The white paper, announced on March 23, specifically covers the military’s annual defense spending needs from 2013 to 2016. A large segment of the proposed annual 7 percent increase in the defense budget over those four years will be consumed by the F-35 acquisition program. Norway has allocated $7 billion to the defense budget in 2012. The 7 percent increase in the defense budget is set to take effect in 2013.
The plan also flags the Ministry of Defense’s (MoD) wish to accelerate the F-35 Lightning II procurement schedule, which is based on a purchase of 52 aircraft, including four trainers. The MoD’s proposal to accelerate the timetable for procurement of new F-35 aircraft would bring delivery of the main body of aircraft forward by one year to 2017, while the final procurement year is likely to be extended to 2023 or 2024. Moreover, the MoD is considering moving the target date for two of the four trainer aircraft from 2016 to 2015.
The MoD, under a related plan, has proposed that the new F-35s operate from a main base at Orland in central Norway, with a smaller forward operating base at Evenes in northern Norway, deep inside the Arctic High North.

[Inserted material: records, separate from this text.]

//! Feature lifecycle interface
//!
//! The host drives an effect through a fixed callback sequence:
//!
//! 1. `on_enable()` - resolve programs, build and install the pass graph
//! 2. `update()` - every frame, push parameters and apply reconfiguration
//! 3. `pre_render()` - before the host runs its command lists
//! 4. `post_render()` - after the final colour pass
//! 5. `on_disable()` - remove everything, synchronously
//!
//! All callbacks run on the render thread; none of them block.

use crate::host::RenderHost;
use crate::params::ParameterBus;
use crate::program::ProgramResolver;
use crate::Result;

/// Host collaborators handed to every callback
pub struct FeatureContext<'a> {
    pub host: &'a mut dyn RenderHost,
    pub bus: &'a mut dyn ParameterBus,
    pub programs: &'a dyn ProgramResolver,
}

impl<'a> FeatureContext<'a> {
    pub fn new(
        host: &'a mut dyn RenderHost,
        bus: &'a mut dyn ParameterBus,
        programs: &'a dyn ProgramResolver,
    ) -> Self {
        Self { host, bus, programs }
    }
}

/// A post-process effect driven by the host's frame callbacks
pub trait Feature {
    /// Unique name (lowercase snake_case)
    fn name(&self) -> &str;

    /// Called once when the effect is switched on
    ///
    /// An error leaves the effect inactive: nothing registered, nothing held.
    fn on_enable(&mut self, ctx: &mut FeatureContext) -> Result<()>;

    fn update(&mut self, ctx: &mut FeatureContext) -> Result<()>;

    fn pre_render(&mut self, ctx: &mut FeatureContext) -> Result<()>;

    fn post_render(&mut self, _ctx: &mut FeatureContext) -> Result<()> {
        Ok(())
    }

    /// Remove every registration and release every held resource before returning
    fn on_disable(&mut self, ctx: &mut FeatureContext);

    fn is_enabled(&self) -> bool {
        true
    }
}

#[cfg(test)]
mod tests {
    use super::*;
    use crate::headless::HeadlessHost;
    use crate::params::GlobalParameters;
    use crate::program::ProgramLibrary;
    use crate::resources::Extent;

    struct Passthrough;

    impl Feature for Passthrough {
        fn name(&self) -> &str {
            "passthrough"
        }

        fn on_enable(&mut self, _ctx: &mut FeatureContext) -> Result<()> {
            Ok(())
        }

        fn update(&mut self, _ctx: &mut FeatureContext) -> Result<()> {
            Ok(())
        }

        fn pre_render(&mut self, _ctx: &mut FeatureContext) -> Result<()> {
            Ok(())
        }

        fn on_disable(&mut self, _ctx: &mut FeatureContext) {}
    }

    #[test]
    fn default_callbacks_touch_nothing() {
        let mut host = HeadlessHost::new(Extent::new(64, 64));
        let mut bus = GlobalParameters::new();
        let library = ProgramLibrary::new();
        let mut ctx = FeatureContext::new(&mut host, &mut bus, &library);

        let mut feature = Passthrough;
        feature.post_render(&mut ctx).unwrap();
        assert!(feature.is_enabled());
        drop(ctx);
        assert_eq!(host.registration_count(), 0);
        assert!(host.random_write_targets().is_empty());
    }
}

The long-term defense plan also envisages redirecting capital freed up by NATO’s gradual drawdown in Afghanistan, and the withdrawal of Norwegian troops and equipment, to the annual budgets of the Army and Homeland Defense.
The previous defense spending plan had already improved the armed forces’ operational capabilities, said Defense Minister Espen Barth Eide.
“The earlier plan gave us a solid foundation to build on with a force that finally is in balance. We can now make changes to our structure because it is the smart thing to do, and not because we are forced to do so,” Eide said.
The capabilities enhancement segment of the 2013-2016 plan will boost funding to cover key procurement programs, such as acquisition of naval strike missiles and NH90 maritime helicopters.
The military’s impending recruitment drive will be based on a new structure to improve the ability to recruit, develop, manage and retain the advanced skills and competencies required for a modern military force, Eide said.